Further questionable business deals and an expensive divorce in 1986 followed.  In 1984, he disappointed his supporters when he nominally supported Ronald Reagan’s reelection bid.  He also endorsed George Bush in 1988.  The Republican Party’s policies, particularly in regard to affirmative action programs, were widely seen as detrimental to the interests of African Americans and Ali’s actions were, for many, tantamount to a betrayal.

Ali’s public appearances gave substance to stories of his ill health.  By 1987, he was the subject of much medical interest.  Slurred speech and uncoordinated bodily movements gave rise to several theories about his condition, which was ultimately revealed as Parkinson’s Syndrome.  His public appearances became rarer and he became Hauser’s “benign venerated figure.”
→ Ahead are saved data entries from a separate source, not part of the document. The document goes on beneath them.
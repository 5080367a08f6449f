// Copyright (c) 2025 Dimitris Kafetzis
//
// Licensed under the MIT License.
// See LICENSE file in the project root for full license information.
//
// SPDX-License-Identifier: MIT

//! Typed element access over unaligned little-endian byte buffers.

use crate::DType;

/// A scalar type that can live in a tensor buffer.
pub trait Element: Copy + Default + PartialOrd + Send + Sync + 'static {
    const DTYPE: DType;

    /// Reads element `i` from `bytes`.
    fn load(bytes: &[u8], i: usize) -> Self;

    /// Writes `self` as element `i` of `bytes`.
    fn store(self, bytes: &mut [u8], i: usize);
}

/// Integer element types that carry affine quantization.
pub trait QuantizedElement: Element {
    fn to_i32(self) -> i32;
    fn from_i32_saturating(v: i32) -> Self;
}

macro_rules! impl_element {
    ($t:ty, $dtype:expr) => {
        impl Element for $t {
            const DTYPE: DType = $dtype;

            #[inline]
            fn load(bytes: &[u8], i: usize) -> Self {
                const N: usize = std::mem::size_of::<$t>();
                let mut raw = [0u8; N];
                raw.copy_from_slice(&bytes[i * N..(i + 1) * N]);
                <$t>::from_le_bytes(raw)
            }

            #[inline]
            fn store(self, bytes: &mut [u8], i: usize) {
                const N: usize = std::mem::size_of::<$t>();
                bytes[i * N..(i + 1) * N].copy_from_slice(&self.to_le_bytes());
            }
        }
    };
}

impl_element!(f32, DType::F32);
impl_element!(u8, DType::U8);
impl_element!(i8, DType::I8);
impl_element!(i16, DType::I16);
impl_element!(i32, DType::I32);
impl_element!(i64, DType::I64);

impl Element for bool {
    const DTYPE: DType = DType::Bool;

    #[inline]
    fn load(bytes: &[u8], i: usize) -> Self {
        bytes[i] != 0
    }

    #[inline]
    fn store(self, bytes: &mut [u8], i: usize) {
        bytes[i] = u8::from(self);
    }
}

macro_rules! impl_quantized {
    ($t:ty) => {
        impl QuantizedElement for $t {
            #[inline]
            fn to_i32(self) -> i32 {
                self as i32
            }

            #[inline]
            fn from_i32_saturating(v: i32) -> Self {
                v.clamp(<$t>::MIN as i32, <$t>::MAX as i32) as $t
            }
        }
    };
}

impl_quantized!(u8);
impl_quantized!(i8);
impl_quantized!(i16);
Over a period of four decades, Ali excited a variety of responses: admiration and respect, of course, but also cynicism, anger and condemnation.  At different points in his life, he drew the adulation of young people committed to civil rights, black power and peace.  Yet, as Wiggins points out: “Members of the establishment were, moreover, infuriated by Ali because he exposed, for all the world to see, an America that was unwilling to honor its own precepts.”

Ali engaged with the central issues that preoccupied America: race and war.  But, it would be remiss to understand him as a symbol of social healing; much of his mission was to expose and, perhaps, to deepen divisions.  He preached peace, yet aligned himself with a movement that sanctioned racial separation and the subordination of women.  He accepted a role with the liberal Democratic administration of Jimmy Carter, yet later sided with reactionaries, Reagan and Bush.  He preached black pride, yet disparaged and dehumanized fellow blacks.  He preached the importance of self-determination, yet allowed himself to be sucked into so many doubtful business deals that he was forced to prolong his career to the point where his dignity was effaced.  Like any towering symbol, he had very human contradictions.